A number of recent court decisions have paved the way, according to The Fraud Report. Here’s what you need to know about insurance fraud investigations and use of social media: http://bit.ly/1eDtHwj
Social Media Is Discoverable
TFR notes one case — Beye v. Horizon Blue Cross Blue Shield of N.J. — in which an insurer was granted access to all communications involving allegations from the complaint. In another, a company was granted access to Facebook and Myspace passwords to search for additional areas “to determine whether or not plaintiff has made any other comments which impeach and contradict his disability and damages claims.”
“These cases prove that social networking information that is revealing, or relates to, or that simply refers to allegations raised in a complaint are, most likely, discoverable,” TFR notes.
Privacy Settings May Not Matter
Not only is social media evidence discoverable, according to recent findings, investigators may also be able to circumvent privacy settings in special circumstances.
In much the same way a defense attorney can request medical, employment, or other records, they can access social networking records that are relevant and not publicly accessible through discovery, write Professor Gregory Duhl of the William Mitchell College of Law, and attorney Jaclyn Millner in a recent article.
They believe a privacy argument is unlikely to stand in court because “a person has no reasonable expectation of privacy in whether he or she has a social networking account or in what is posted in his or her profile,” adding that since information is available to at least some third parties under enabled privacy settings, data remains fair game.
One example: the case of Romano v. Steelcase Inc., in which it was shown that anything posted on Facebook or any other social networking site — whether the privacy settings are in use or not — is “likely discoverable.”
Refusing to comply or deleting data does no good either as the social network itself can be subpoenaed and forced to provide the deleted material.
Social Networking Accounts Are Turning The Tables Against Fraud
Duhl and Millner agree that social media is opening possibilities for investigators to stamp out the sheer enormity of insurance fraud, pointing out that most of the time, “Facebook evidence will corroborate other evidence that was found, such as a statement from a co-worker or witness, and surveillance, such as video,” as well as medical records that call in to question the plaintiff’s injuries and pictures that a property in question wasn’t damaged.

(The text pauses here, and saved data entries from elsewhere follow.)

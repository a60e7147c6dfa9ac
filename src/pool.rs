//! A bounded pool of workers chewing through a shared, growable queue.
//!
//! This is the "fan-out directory walker" shape: seed the queue with the
//! root, and every worker may push more jobs (subdirectories) while it
//! handles one. The pool drains when the outstanding-work count hits zero.

use std::sync::Mutex;
use std::sync::atomic::{AtomicBool, AtomicUsize, Ordering};
use std::thread;

use anyhow::Result;
use crossbeam_channel::{Sender, unbounded};

/// One root cancellation signal, observed by every pool between entries.
#[derive(Debug, Clone, Default)]
pub struct CancelToken(std::sync::Arc<AtomicBool>);

impl CancelToken {
    pub fn new() -> Self {
        Self::default()
    }

    pub fn cancel(&self) {
        self.0.store(true, Ordering::SeqCst);
    }

    pub fn is_cancelled(&self) -> bool {
        self.0.load(Ordering::SeqCst)
    }
}

/// Handed to each worker so it can grow the queue.
pub struct Enqueue<'a, T> {
    tx: &'a Sender<Option<T>>,
    pending: &'a AtomicUsize,
}

impl<T> Enqueue<'_, T> {
    pub fn push(&self, job: T) {
        // Bump before sending so the count never dips to zero while a job
        // is in flight.
        self.pending.fetch_add(1, Ordering::SeqCst);
        let _ = self.tx.send(Some(job));
    }
}

/// Run `work` over `seed` and everything it pushes, on `workers` threads.
///
/// The first error cancels the pool and is returned once every worker has
/// stopped; a cancelled pool still drains its queue (skipping the work) so
/// nobody blocks forever.
pub fn run_queue<T, F>(workers: usize, seed: Vec<T>, cancel: &CancelToken, work: F) -> Result<()>
where
    T: Send,
    F: Fn(T, &Enqueue<'_, T>) -> Result<()> + Sync,
{
    if seed.is_empty() {
        return Ok(());
    }
    let workers = workers.max(1);

    let (tx, rx) = unbounded::<Option<T>>();
    let pending = AtomicUsize::new(seed.len());
    for job in seed {
        let _ = tx.send(Some(job));
    }

    let first_error: Mutex<Option<anyhow::Error>> = Mutex::new(None);

    thread::scope(|s| {
        let work = &work;
        let pending = &pending;
        let first_error = &first_error;
        for _ in 0..workers {
            let tx = tx.clone();
            let rx = rx.clone();
            s.spawn(move || {
                while let Ok(Some(job)) = rx.recv() {
                    if !cancel.is_cancelled() {
                        let enqueue = Enqueue {
                            tx: &tx,
                            pending,
                        };
                        if let Err(e) = work(job, &enqueue) {
                            let mut guard = first_error.lock().unwrap();
                            if guard.is_none() {
                                *guard = Some(e);
                            }
                            cancel.cancel();
                        }
                    }
                    if pending.fetch_sub(1, Ordering::SeqCst) == 1 {
                        // That was the last job; wake everyone up to exit.
                        for _ in 0..workers {
                            let _ = tx.send(None);
                        }
                    }
                }
            });
        }
    });

    match first_error.into_inner().unwrap() {
        Some(e) => Err(e),
        None => Ok(()),
    }
}

/// Default fan-out for enumeration.
pub fn enumeration_workers() -> usize {
    num_cpus::get().max(1)
}

/// Default fan-out for background hashing.
pub fn hashing_workers() -> usize {
    (num_cpus::get() / 2).max(1)
}

#[cfg(test)]
mod test {
    use super::*;

    use std::sync::atomic::AtomicU64;

    use anyhow::bail;

    #[test]
    fn visits_everything_pushed() -> Result<()> {
        // Sum 1..=100 by fanning out in halves.
        let total = AtomicU64::new(0);
        let cancel = CancelToken::new();
        run_queue(4, vec![(1u64, 100u64)], &cancel, |(lo, hi), enqueue| {
            if lo == hi {
                total.fetch_add(lo, Ordering::SeqCst);
            } else {
                let mid = (lo + hi) / 2;
                enqueue.push((lo, mid));
                enqueue.push((mid + 1, hi));
            }
            Ok(())
        })?;
        assert_eq!(total.load(Ordering::SeqCst), 5050);
        Ok(())
    }

    #[test]
    fn first_error_wins_and_pool_drains() {
        let cancel = CancelToken::new();
        let res = run_queue(2, vec![0u32, 1, 2, 3], &cancel, |job, enqueue| {
            if job == 0 {
                bail!("job zero is cursed");
            }
            if job < 100 {
                enqueue.push(job + 100);
            }
            Ok(())
        });
        assert!(res.is_err());
        assert!(cancel.is_cancelled());
    }

    #[test]
    fn empty_seed_is_a_no_op() -> Result<()> {
        run_queue(4, Vec::<u32>::new(), &CancelToken::new(), |_job, _enqueue| {
            unreachable!()
        })
    }
}
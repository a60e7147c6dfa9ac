//! Performance counters: count how many times we do various important operations.

use std::sync::LazyLock;
use std::sync::atomic::{AtomicUsize, Ordering, fence};

use enum_map::{Enum, EnumMap};
use tracing::debug;

#[derive(Debug, Copy, Clone, Enum)]
pub enum Op {
    DirsListed,
    ObjectsEnumerated,
    ObjectsFiltered,
    StubProbes,
    SidecarHit,
    SidecarMiss,
    SidecarStoreFailed,
    IndexStores,
    IndexDrains,
    PartsSubmitted,
}

static COUNTER_MAP: LazyLock<EnumMap<Op, AtomicUsize>> = LazyLock::new(EnumMap::default);

#[inline]
pub fn bump(which: Op) {
    add(which, 1);
}

pub fn add(to: Op, amount: usize) {
    COUNTER_MAP[to].fetch_add(amount, Ordering::Relaxed);
}

pub fn get(which: Op) -> usize {
    COUNTER_MAP[which].load(Ordering::Relaxed)
}

pub fn log_counts() {
    // Probably not needed; but we're probably calling this once at job exit.
    fence(Ordering::SeqCst);

    let counts = COUNTER_MAP
        .iter()
        .map(|(k, v)| (k, v.load(Ordering::Relaxed)))
        .filter(|(_k, v)| *v > 0) // Ignore things we didn't do
        .collect::<Vec<_>>();

    if counts.is_empty() {
        return;
    }

    let opname = |op| match op {
        Op::DirsListed => "directories listed",
        Op::ObjectsEnumerated => "objects enumerated",
        Op::ObjectsFiltered => "objects filtered out",
        Op::StubProbes => "directory stub probes",
        Op::SidecarHit => "hash sidecar hits",
        Op::SidecarMiss => "hash sidecar misses",
        Op::SidecarStoreFailed => "hash sidecar store failures",
        Op::IndexStores => "folder index stores",
        Op::IndexDrains => "folder index drains",
        Op::PartsSubmitted => "parts submitted",
    };

    debug!("Counters:");
    for (op, count) in &counts {
        debug!("{:6} {}", count, opname(*op));
    }
}
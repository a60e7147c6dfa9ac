//! Dry-run output: say what a job would do without doing any of it.
//!
//! Two formats: one-line text for humans, and a JSON surrogate whose field
//! names are stable, machine-parsed API. The JSON is bidirectional - every
//! emitted object parses back into a structurally equal [`DryrunTransfer`].

use std::collections::BTreeMap;
use std::io::Write;

use anyhow::{Context, Result};
use serde_derive::{Deserialize, Serialize};

use crate::dispatch::FromTo;
use crate::location::combine;
use crate::object::{BlobType, EntityType};
use crate::sync::Decision;

#[derive(Debug, Copy, Clone, Eq, PartialEq)]
pub enum DryrunFormat {
    Text,
    Json,
}

/// The persisted surrogate. Enum-typed fields render as their canonical
/// names and parse case-sensitively; serde holds up both ends.
#[derive(Debug, Clone, Default, PartialEq, Serialize, Deserialize)]
pub struct DryrunTransfer {
    #[serde(rename = "EntityType")]
    pub entity_type: EntityType,
    #[serde(rename = "BlobType", skip_serializing_if = "Option::is_none", default)]
    pub blob_type: Option<BlobType>,
    #[serde(rename = "FromTo")]
    pub from_to: FromTo,
    #[serde(rename = "Source")]
    pub source: String,
    #[serde(rename = "Destination")]
    pub destination: String,
    #[serde(rename = "SourceSize", skip_serializing_if = "is_zero", default)]
    pub source_size: u64,
    #[serde(rename = "ContentType", skip_serializing_if = "Option::is_none", default)]
    pub content_type: Option<String>,
    #[serde(
        rename = "ContentEncoding",
        skip_serializing_if = "Option::is_none",
        default
    )]
    pub content_encoding: Option<String>,
    #[serde(
        rename = "ContentDisposition",
        skip_serializing_if = "Option::is_none",
        default
    )]
    pub content_disposition: Option<String>,
    #[serde(
        rename = "ContentLanguage",
        skip_serializing_if = "Option::is_none",
        default
    )]
    pub content_language: Option<String>,
    #[serde(rename = "CacheControl", skip_serializing_if = "Option::is_none", default)]
    pub cache_control: Option<String>,
    #[serde(
        rename = "ContentMD5",
        with = "md5_base64",
        skip_serializing_if = "Option::is_none",
        default
    )]
    pub content_md5: Option<Vec<u8>>,
    #[serde(rename = "BlobTags")]
    pub blob_tags: BTreeMap<String, String>,
    #[serde(rename = "Metadata")]
    pub metadata: BTreeMap<String, String>,
    #[serde(rename = "BlobTier", skip_serializing_if = "Option::is_none", default)]
    pub blob_tier: Option<String>,
    #[serde(rename = "BlobVersion", skip_serializing_if = "Option::is_none", default)]
    pub blob_version: Option<String>,
    #[serde(
        rename = "BlobSnapshotID",
        skip_serializing_if = "Option::is_none",
        default
    )]
    pub blob_snapshot_id: Option<String>,
}

fn is_zero(n: &u64) -> bool {
    *n == 0
}

mod md5_base64 {
    use data_encoding::BASE64;
    use serde::{Deserialize, Deserializer, Serializer, de::Error};

    pub fn serialize<S: Serializer>(
        bytes: &Option<Vec<u8>>,
        serializer: S,
    ) -> Result<S::Ok, S::Error> {
        // skip_serializing_if keeps None out of here.
        let bytes = bytes.as_deref().unwrap_or_default();
        serializer.serialize_str(&BASE64.encode(bytes))
    }

    pub fn deserialize<'de, D: Deserializer<'de>>(
        deserializer: D,
    ) -> Result<Option<Vec<u8>>, D::Error> {
        let s = Option::<String>::deserialize(deserializer)?;
        s.map(|s| BASE64.decode(s.as_bytes()).map_err(D::Error::custom))
            .transpose()
    }
}

impl DryrunTransfer {
    /// Build the surrogate for one decision, resolving relative paths
    /// against the job's roots.
    pub fn from_decision(
        decision: &Decision,
        from_to: FromTo,
        source_root: &str,
        destination_root: &str,
    ) -> Self {
        let (so, source, destination) = match decision {
            Decision::Copy(so) | Decision::MetadataOnly(so) => (
                so,
                combine(source_root, &so.relative_path),
                combine(destination_root, &so.relative_path),
            ),
            Decision::Delete(so) => {
                let gone = combine(destination_root, &so.relative_path);
                (so, gone.clone(), gone)
            }
        };
        Self {
            entity_type: so.entity_type,
            blob_type: so.blob_type,
            from_to,
            source,
            destination,
            source_size: so.size,
            content_type: so.properties.content_type.clone(),
            content_encoding: so.properties.content_encoding.clone(),
            content_disposition: so.properties.content_disposition.clone(),
            content_language: so.properties.content_language.clone(),
            cache_control: so.properties.cache_control.clone(),
            content_md5: so.properties.content_md5.clone(),
            blob_tags: so.blob_tags.clone(),
            metadata: so.metadata.clone(),
            blob_tier: so.access_tier.clone(),
            blob_version: so.version_id.clone(),
            blob_snapshot_id: so.snapshot_id.clone(),
        }
    }
}

/// Streams dry-run lines for every decision it's handed.
pub struct DryrunWriter<'a> {
    format: DryrunFormat,
    out: &'a mut dyn Write,
    from_to: FromTo,
    source_root: String,
    destination_root: String,
}

impl<'a> DryrunWriter<'a> {
    pub fn new(
        format: DryrunFormat,
        out: &'a mut dyn Write,
        from_to: FromTo,
        source_root: impl Into<String>,
        destination_root: impl Into<String>,
    ) -> Self {
        Self {
            format,
            out,
            from_to,
            source_root: source_root.into(),
            destination_root: destination_root.into(),
        }
    }

    pub fn emit(&mut self, decision: &Decision) -> Result<()> {
        match self.format {
            DryrunFormat::Text => {
                let line = text_line(decision, &self.source_root, &self.destination_root);
                writeln!(self.out, "{line}").context("Couldn't write dry-run line")
            }
            DryrunFormat::Json => {
                let transfer = DryrunTransfer::from_decision(
                    decision,
                    self.from_to,
                    &self.source_root,
                    &self.destination_root,
                );
                serde_json::to_writer(&mut *self.out, &transfer)
                    .context("Couldn't write dry-run JSON")?;
                writeln!(self.out).context("Couldn't write dry-run JSON")
            }
        }
    }
}

fn text_line(decision: &Decision, source_root: &str, destination_root: &str) -> String {
    match decision {
        Decision::Copy(so) => format!(
            "DRYRUN: copy {} to {}",
            combine(source_root, &so.relative_path),
            combine(destination_root, &so.relative_path),
        ),
        Decision::MetadataOnly(so) => format!(
            "DRYRUN: set-properties {}",
            combine(source_root, &so.relative_path),
        ),
        Decision::Delete(so) => format!(
            "DRYRUN: remove {}",
            combine(destination_root, &so.relative_path),
        ),
    }
}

Of course, with this tool, insurers are under obligation to access and use the information presented responsibly per the terms of the Stored Communications Act. That being said, it’s a formidable weapon in the fight against fraud and one that can benefit the industry, and insurance customers, for many years to come. http://bit.ly/1cpsrdk
Do you think social media — regardless of privacy settings — should be “on the table” during an insurance fraud investigation?